## Task details
Lines holding the string "PluginMetadata": copy each one from the listing below.

[Provided data Boundary: Start]

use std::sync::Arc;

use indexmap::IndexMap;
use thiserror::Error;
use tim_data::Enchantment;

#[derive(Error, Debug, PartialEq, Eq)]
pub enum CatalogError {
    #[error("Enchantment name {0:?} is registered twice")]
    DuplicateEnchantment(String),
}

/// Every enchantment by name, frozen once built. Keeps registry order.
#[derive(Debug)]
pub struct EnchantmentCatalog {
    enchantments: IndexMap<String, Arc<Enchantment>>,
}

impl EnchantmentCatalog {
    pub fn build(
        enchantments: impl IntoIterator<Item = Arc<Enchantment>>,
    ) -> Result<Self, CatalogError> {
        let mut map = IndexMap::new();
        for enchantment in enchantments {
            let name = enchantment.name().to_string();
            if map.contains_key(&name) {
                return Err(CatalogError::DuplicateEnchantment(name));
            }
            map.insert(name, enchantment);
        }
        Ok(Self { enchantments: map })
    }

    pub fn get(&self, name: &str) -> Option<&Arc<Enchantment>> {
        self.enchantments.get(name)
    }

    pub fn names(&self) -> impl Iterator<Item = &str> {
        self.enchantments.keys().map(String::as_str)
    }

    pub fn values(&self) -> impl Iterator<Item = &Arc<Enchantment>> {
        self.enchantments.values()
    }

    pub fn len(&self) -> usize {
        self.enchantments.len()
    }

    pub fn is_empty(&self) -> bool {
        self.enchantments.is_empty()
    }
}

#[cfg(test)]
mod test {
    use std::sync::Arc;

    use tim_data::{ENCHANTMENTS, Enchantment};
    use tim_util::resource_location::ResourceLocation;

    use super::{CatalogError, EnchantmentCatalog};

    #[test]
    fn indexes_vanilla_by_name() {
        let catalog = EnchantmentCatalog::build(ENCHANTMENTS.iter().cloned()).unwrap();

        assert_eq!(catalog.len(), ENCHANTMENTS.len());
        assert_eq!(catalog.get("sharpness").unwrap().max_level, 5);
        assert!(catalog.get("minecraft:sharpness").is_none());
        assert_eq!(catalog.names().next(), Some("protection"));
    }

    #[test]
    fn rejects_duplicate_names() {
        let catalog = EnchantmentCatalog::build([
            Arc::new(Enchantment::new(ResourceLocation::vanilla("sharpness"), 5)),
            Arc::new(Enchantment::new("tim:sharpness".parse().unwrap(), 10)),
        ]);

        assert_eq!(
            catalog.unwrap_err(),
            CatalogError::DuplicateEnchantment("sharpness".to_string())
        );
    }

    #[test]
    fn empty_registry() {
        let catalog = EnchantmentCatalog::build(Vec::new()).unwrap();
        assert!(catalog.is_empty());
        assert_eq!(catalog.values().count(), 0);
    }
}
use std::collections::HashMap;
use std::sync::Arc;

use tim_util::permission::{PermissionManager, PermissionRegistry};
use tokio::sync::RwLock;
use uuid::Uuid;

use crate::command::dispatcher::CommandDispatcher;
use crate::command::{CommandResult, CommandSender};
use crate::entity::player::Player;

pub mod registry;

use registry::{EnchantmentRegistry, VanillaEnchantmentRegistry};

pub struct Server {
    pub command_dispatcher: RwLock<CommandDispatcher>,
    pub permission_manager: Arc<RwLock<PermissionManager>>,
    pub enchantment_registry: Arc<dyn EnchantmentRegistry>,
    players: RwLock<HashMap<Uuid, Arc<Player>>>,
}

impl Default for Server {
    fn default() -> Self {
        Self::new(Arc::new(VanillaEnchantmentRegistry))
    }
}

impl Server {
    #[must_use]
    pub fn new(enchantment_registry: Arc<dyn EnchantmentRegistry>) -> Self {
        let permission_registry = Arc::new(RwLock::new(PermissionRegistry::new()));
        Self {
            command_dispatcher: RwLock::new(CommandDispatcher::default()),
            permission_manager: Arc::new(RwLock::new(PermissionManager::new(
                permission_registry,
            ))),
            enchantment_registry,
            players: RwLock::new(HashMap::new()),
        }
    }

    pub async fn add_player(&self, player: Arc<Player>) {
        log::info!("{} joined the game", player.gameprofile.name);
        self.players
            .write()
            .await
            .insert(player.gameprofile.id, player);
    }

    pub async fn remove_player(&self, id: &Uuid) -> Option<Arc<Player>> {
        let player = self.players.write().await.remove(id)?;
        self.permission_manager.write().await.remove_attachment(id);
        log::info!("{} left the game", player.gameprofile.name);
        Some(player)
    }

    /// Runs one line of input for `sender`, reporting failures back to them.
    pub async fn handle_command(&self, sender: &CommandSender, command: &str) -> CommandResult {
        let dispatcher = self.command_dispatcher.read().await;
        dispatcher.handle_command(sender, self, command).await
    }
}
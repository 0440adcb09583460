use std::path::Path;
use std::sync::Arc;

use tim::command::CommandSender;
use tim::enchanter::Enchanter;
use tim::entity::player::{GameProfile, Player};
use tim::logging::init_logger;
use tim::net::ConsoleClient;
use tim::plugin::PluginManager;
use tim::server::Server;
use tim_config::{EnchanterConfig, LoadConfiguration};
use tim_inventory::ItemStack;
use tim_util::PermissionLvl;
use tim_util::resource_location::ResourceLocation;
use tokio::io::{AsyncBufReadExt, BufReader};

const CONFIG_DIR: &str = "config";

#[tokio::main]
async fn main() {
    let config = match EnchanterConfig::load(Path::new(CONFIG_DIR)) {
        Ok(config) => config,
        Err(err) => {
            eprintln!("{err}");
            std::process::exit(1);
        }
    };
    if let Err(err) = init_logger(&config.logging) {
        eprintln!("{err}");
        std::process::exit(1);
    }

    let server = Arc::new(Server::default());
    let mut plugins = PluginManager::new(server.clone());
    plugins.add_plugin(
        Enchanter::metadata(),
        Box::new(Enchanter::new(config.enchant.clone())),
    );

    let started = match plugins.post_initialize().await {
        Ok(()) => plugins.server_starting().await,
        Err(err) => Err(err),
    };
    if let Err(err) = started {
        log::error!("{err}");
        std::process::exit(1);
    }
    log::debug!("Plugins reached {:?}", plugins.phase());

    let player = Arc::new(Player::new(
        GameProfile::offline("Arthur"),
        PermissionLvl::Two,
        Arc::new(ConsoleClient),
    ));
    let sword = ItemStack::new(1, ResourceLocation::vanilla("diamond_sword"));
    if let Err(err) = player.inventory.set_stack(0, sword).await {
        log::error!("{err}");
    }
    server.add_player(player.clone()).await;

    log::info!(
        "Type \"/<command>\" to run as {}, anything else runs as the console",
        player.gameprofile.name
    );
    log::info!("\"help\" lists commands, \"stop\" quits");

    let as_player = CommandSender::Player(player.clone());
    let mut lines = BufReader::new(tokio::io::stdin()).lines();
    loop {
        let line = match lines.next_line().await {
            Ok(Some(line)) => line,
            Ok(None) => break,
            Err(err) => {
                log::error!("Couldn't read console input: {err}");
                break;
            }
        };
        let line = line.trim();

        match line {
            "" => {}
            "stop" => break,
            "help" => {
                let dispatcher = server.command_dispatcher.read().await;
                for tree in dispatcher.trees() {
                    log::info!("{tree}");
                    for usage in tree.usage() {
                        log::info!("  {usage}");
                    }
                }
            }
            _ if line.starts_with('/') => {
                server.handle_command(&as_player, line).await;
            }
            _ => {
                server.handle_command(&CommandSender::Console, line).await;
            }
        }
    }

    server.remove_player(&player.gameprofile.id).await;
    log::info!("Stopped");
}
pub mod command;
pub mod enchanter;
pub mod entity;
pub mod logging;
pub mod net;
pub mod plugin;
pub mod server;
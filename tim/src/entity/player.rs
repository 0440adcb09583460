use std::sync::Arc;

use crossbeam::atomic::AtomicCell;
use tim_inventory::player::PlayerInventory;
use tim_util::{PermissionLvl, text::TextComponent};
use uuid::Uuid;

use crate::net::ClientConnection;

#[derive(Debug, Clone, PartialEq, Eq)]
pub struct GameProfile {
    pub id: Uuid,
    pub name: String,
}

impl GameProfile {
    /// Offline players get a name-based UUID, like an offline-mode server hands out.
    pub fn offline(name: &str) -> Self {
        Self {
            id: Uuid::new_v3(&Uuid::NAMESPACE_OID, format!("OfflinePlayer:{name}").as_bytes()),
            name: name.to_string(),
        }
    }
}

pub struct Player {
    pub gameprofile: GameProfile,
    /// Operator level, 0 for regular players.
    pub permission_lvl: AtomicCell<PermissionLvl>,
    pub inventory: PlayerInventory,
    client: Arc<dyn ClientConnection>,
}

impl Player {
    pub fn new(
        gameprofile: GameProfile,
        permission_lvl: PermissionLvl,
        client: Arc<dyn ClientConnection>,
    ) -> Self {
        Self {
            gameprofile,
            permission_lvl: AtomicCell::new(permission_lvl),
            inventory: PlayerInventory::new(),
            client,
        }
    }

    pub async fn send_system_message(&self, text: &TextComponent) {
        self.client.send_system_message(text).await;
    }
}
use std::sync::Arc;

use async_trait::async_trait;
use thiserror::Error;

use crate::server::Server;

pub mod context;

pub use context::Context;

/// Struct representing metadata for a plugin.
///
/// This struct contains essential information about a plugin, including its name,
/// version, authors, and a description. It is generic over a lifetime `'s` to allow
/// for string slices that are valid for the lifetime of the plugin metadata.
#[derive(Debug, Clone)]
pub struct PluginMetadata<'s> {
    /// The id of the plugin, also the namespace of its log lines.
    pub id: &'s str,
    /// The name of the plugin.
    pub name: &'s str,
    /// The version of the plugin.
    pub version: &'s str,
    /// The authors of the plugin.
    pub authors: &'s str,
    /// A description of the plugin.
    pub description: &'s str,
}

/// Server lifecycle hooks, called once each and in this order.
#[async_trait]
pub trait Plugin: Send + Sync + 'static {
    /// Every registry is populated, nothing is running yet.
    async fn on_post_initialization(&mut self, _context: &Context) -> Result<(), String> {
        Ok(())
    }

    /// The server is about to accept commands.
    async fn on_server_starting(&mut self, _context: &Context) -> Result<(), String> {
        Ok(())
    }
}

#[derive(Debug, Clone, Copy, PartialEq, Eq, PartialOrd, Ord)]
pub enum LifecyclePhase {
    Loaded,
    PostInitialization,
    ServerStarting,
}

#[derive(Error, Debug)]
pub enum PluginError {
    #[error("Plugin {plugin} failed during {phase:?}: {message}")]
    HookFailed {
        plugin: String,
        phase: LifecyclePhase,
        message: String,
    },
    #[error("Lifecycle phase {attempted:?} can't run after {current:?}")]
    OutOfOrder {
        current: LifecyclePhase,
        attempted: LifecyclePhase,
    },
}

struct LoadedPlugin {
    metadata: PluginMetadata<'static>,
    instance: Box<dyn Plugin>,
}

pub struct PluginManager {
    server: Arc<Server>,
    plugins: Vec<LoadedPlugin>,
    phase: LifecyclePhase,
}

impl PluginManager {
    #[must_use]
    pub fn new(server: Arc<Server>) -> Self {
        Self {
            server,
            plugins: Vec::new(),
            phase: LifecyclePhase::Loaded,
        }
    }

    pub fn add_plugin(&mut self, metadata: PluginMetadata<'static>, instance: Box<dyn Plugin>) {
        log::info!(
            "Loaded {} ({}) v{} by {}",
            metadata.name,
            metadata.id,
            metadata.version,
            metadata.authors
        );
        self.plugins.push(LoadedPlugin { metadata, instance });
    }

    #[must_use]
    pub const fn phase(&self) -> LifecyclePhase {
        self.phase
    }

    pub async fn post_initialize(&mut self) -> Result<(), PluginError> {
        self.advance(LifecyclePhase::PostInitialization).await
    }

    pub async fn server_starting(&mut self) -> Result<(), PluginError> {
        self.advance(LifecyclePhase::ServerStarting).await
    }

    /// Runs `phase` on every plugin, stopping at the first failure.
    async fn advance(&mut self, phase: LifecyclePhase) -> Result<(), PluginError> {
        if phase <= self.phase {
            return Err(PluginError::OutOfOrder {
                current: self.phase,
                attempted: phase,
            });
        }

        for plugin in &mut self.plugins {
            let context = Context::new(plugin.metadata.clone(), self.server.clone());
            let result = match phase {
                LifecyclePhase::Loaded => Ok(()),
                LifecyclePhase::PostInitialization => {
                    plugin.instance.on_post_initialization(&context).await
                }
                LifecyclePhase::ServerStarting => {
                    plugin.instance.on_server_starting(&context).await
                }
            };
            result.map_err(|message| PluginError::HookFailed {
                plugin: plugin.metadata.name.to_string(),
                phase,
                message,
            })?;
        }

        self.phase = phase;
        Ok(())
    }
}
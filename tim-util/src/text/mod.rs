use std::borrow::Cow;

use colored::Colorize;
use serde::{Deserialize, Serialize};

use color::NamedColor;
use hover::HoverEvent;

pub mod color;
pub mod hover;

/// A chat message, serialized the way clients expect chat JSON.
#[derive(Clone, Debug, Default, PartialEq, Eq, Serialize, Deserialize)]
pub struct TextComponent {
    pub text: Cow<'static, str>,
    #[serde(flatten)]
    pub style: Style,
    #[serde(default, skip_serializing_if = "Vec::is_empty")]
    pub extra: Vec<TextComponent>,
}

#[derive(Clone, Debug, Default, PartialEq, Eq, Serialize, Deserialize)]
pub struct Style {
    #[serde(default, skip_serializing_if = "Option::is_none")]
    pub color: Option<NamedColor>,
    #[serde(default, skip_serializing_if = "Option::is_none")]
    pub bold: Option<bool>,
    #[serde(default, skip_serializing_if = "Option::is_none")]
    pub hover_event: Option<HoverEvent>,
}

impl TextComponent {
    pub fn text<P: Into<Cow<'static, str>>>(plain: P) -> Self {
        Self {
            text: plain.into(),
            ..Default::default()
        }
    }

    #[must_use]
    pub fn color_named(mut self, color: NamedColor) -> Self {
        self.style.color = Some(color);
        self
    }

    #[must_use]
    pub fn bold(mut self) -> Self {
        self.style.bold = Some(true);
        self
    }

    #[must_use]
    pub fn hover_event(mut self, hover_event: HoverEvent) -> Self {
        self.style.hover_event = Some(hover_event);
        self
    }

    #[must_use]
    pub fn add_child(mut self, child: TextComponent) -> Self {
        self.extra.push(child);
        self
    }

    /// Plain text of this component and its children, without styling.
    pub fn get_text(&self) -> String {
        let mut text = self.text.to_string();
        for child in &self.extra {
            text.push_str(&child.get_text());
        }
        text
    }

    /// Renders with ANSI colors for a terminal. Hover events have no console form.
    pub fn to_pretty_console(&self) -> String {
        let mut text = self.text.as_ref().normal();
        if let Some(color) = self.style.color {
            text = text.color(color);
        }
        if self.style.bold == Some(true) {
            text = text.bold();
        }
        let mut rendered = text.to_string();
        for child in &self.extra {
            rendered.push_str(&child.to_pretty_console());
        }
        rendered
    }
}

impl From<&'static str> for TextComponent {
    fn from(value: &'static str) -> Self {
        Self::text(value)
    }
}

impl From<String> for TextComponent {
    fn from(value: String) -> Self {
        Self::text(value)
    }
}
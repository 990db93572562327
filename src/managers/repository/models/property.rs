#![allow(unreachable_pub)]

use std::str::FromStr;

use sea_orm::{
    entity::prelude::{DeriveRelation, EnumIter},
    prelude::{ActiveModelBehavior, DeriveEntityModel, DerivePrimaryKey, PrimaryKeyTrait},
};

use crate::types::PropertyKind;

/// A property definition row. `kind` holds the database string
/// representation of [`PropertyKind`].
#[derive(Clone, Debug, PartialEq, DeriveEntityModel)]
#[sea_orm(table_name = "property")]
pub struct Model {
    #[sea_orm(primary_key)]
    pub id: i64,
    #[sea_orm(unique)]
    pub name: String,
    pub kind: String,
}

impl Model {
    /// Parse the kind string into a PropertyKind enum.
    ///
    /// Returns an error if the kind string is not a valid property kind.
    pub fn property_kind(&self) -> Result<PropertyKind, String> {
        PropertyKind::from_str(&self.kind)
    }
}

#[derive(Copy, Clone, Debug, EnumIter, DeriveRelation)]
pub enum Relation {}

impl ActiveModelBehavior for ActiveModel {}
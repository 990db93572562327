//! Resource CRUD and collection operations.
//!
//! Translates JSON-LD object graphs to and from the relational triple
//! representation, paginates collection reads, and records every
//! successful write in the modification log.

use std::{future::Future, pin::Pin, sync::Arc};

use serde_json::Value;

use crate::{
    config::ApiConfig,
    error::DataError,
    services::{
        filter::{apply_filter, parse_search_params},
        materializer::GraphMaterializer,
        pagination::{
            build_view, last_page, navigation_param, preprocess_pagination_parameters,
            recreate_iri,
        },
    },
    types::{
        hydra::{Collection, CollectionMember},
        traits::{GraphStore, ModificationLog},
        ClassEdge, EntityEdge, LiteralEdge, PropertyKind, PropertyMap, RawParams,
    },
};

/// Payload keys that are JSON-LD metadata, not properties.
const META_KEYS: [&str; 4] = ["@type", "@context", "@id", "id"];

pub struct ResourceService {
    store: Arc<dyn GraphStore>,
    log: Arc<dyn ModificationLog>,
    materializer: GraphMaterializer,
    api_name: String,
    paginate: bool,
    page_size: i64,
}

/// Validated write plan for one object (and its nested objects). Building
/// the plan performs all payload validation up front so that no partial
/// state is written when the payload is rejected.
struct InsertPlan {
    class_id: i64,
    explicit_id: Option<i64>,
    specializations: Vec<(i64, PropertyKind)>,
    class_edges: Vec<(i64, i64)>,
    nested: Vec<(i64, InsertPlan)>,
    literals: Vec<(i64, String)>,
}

[Provided data Boundary: End]

## Result of the exercise
pub struct PluginMetadata<'s> {
    metadata: PluginMetadata<'static>,
    pub fn add_plugin(&mut self, metadata: PluginMetadata<'static>, instance: Box<dyn Plugin>) {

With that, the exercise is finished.